Collected data:
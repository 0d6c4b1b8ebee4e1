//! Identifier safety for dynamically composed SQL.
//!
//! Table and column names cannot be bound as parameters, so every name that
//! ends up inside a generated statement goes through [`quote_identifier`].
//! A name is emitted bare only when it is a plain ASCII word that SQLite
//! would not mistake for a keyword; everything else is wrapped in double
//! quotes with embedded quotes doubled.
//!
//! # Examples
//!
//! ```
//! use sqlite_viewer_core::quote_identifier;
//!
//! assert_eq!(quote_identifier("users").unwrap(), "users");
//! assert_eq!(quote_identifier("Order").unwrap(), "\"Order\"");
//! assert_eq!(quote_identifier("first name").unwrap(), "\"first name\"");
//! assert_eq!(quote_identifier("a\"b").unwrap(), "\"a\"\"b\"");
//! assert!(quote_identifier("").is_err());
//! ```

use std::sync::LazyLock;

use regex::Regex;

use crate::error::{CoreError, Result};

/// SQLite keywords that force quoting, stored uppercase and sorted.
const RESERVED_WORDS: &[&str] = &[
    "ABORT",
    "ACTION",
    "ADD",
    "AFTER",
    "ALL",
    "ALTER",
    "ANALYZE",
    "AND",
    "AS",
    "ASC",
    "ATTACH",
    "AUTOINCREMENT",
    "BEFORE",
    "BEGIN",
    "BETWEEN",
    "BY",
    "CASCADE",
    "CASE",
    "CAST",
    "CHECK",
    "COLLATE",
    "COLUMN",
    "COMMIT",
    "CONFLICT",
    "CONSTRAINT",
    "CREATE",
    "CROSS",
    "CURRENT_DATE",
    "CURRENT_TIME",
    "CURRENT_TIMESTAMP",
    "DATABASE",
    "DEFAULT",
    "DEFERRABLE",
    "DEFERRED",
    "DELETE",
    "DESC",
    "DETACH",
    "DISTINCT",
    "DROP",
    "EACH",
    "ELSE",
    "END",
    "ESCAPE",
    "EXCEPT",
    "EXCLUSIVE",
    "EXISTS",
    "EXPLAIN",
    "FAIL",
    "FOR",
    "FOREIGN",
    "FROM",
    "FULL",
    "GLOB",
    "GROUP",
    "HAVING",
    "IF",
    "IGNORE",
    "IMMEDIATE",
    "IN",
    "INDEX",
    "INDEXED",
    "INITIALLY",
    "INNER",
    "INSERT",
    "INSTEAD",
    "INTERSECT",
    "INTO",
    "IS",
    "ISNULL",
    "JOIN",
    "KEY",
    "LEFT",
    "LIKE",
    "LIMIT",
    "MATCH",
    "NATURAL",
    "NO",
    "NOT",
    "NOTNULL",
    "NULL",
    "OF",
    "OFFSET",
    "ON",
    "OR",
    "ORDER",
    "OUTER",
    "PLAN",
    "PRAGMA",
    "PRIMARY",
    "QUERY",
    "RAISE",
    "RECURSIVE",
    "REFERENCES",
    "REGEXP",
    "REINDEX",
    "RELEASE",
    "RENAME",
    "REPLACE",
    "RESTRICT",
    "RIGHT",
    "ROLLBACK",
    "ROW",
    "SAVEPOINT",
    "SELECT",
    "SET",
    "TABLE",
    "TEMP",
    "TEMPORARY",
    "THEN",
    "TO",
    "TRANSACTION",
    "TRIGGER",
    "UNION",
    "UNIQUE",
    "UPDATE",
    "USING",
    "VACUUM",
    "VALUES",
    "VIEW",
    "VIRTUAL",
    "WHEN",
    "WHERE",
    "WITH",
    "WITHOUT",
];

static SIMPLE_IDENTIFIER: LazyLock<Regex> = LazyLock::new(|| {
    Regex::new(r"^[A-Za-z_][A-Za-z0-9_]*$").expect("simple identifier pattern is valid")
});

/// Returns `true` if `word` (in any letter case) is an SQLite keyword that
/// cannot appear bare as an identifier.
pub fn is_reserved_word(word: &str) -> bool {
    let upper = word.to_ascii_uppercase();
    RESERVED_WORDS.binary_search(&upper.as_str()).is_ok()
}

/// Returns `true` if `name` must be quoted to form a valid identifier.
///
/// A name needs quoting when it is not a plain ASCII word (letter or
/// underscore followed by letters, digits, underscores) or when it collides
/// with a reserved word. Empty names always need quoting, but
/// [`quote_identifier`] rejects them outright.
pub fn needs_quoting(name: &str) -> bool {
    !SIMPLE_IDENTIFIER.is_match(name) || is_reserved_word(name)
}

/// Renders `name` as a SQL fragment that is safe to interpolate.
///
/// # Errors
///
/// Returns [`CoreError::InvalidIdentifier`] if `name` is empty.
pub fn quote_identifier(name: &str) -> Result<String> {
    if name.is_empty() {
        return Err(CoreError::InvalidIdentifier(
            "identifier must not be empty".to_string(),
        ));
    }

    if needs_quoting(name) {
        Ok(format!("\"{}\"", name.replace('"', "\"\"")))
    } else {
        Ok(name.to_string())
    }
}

- Task prompt
Every entry must be quoted exactly as it appears above.

- The answer
repository 0d6c4b1b8ebee4e1
//! Identifier safety for dynamically composed SQL.
//!
//! Table and column names cannot be bound as parameters, so every name that
//! ends up inside a generated statement goes through [`quote_identifier`].
//! A name is emitted bare only when it is a plain ASCII word that SQLite
//! would not mistake for a keyword; everything else is wrapped in double
//! quotes with embedded quotes doubled.
//!
//! # Examples
//!
//! ```
//! use sqlite_viewer_core::quote_identifier;
//!
//! assert_eq!(quote_identifier("users").unwrap(), "users");
//! assert_eq!(quote_identifier("Order").unwrap(), "\"Order\"");
//! assert_eq!(quote_identifier("first name").unwrap(), "\"first name\"");
//! assert_eq!(quote_identifier("a\"b").unwrap(), "\"a\"\"b\"");
//! assert!(quote_identifier("").is_err());
//! ```

use std::sync::LazyLock;

use regex::Regex;

use crate::error::{CoreError, Result};

/// SQLite keywords that force quoting, stored uppercase and sorted.
const RESERVED_WORDS: &[&str] = &[
    "ABORT",
    "ACTION",
    "ADD",
    "AFTER",
    "ALL",
    "ALTER",
    "ANALYZE",
    "AND",
    "AS",
    "ASC",
    "ATTACH",
    "AUTOINCREMENT",
    "BEFORE",
    "BEGIN",
    "BETWEEN",
    "BY",
    "CASCADE",
    "CASE",
    "CAST",
    "CHECK",
    "COLLATE",
    "COLUMN",
    "COMMIT",
    "CONFLICT",
    "CONSTRAINT",
    "CREATE",
    "CROSS",
    "CURRENT_DATE",
    "CURRENT_TIME",
    "CURRENT_TIMESTAMP",
    "DATABASE",
    "DEFAULT",
    "DEFERRABLE",
    "DEFERRED",
    "DELETE",
    "DESC",
    "DETACH",
    "DISTINCT",
    "DROP",
    "EACH",
    "ELSE",
    "END",
    "ESCAPE",
    "EXCEPT",
    "EXCLUSIVE",
    "EXISTS",
    "EXPLAIN",
    "FAIL",
    "FOR",
    "FOREIGN",
    "FROM",
    "FULL",
    "GLOB",
    "GROUP",
    "HAVING",
    "IF",
    "IGNORE",
    "IMMEDIATE",
    "IN",
    "INDEX",
    "INDEXED",
    "INITIALLY",
    "INNER",
    "INSERT",
    "INSTEAD",
    "INTERSECT",
    "INTO",
    "IS",
    "ISNULL",
    "JOIN",
    "KEY",
    "LEFT",
    "LIKE",
    "LIMIT",
    "MATCH",
    "NATURAL",
    "NO",
    "NOT",
    "NOTNULL",
    "NULL",
    "OF",
    "OFFSET",
    "ON",
    "OR",
    "ORDER",
    "OUTER",
    "PLAN",
    "PRAGMA",
    "PRIMARY",
    "QUERY",
    "RAISE",
    "RECURSIVE",
    "REFERENCES",
    "REGEXP",
    "REINDEX",
    "RELEASE",
    "RENAME",
    "REPLACE",
    "RESTRICT",
    "RIGHT",
    "ROLLBACK",
    "ROW",
    "SAVEPOINT",
    "SELECT",
    "SET",
    "TABLE",
    "TEMP",
    "TEMPORARY",
    "THEN",
    "TO",
    "TRANSACTION",
    "TRIGGER",
    "UNION",
    "UNIQUE",
    "UPDATE",
    "USING",
    "VACUUM",
    "VALUES",
    "VIEW",
    "VIRTUAL",
    "WHEN",
    "WHERE",
    "WITH",
    "WITHOUT",
];

static SIMPLE_IDENTIFIER: LazyLock<Regex> = LazyLock::new(|| {
    Regex::new(r"^[A-Za-z_][A-Za-z0-9_]*$").expect("simple identifier pattern is valid")
});

/// Returns `true` if `word` (in any letter case) is an SQLite keyword that
/// cannot appear bare as an identifier.
pub fn is_reserved_word(word: &str) -> bool {
    let upper = word.to_ascii_uppercase();
    RESERVED_WORDS.binary_search(&upper.as_str()).is_ok()
}

/// Returns `true` if `name` must be quoted to form a valid identifier.
///
/// A name needs quoting when it is not a plain ASCII word (letter or
/// underscore followed by letters, digits, underscores) or when it collides
/// with a reserved word. Empty names always need quoting, but
/// [`quote_identifier`] rejects them outright.
pub fn needs_quoting(name: &str) -> bool {
    !SIMPLE_IDENTIFIER.is_match(name) || is_reserved_word(name)
}

/// Renders `name` as a SQL fragment that is safe to interpolate.
///
/// # Errors
///
/// Returns [`CoreError::InvalidIdentifier`] if `name` is empty.
pub fn quote_identifier(name: &str) -> Result<String> {
    if name.is_empty() {
        return Err(CoreError::InvalidIdentifier(
            "identifier must not be empty".to_string(),
        ));
    }

    if needs_quoting(name) {
        Ok(format!("\"{}\"", name.replace('"', "\"\"")))
    } else {
        Ok(name.to_string())
    }
}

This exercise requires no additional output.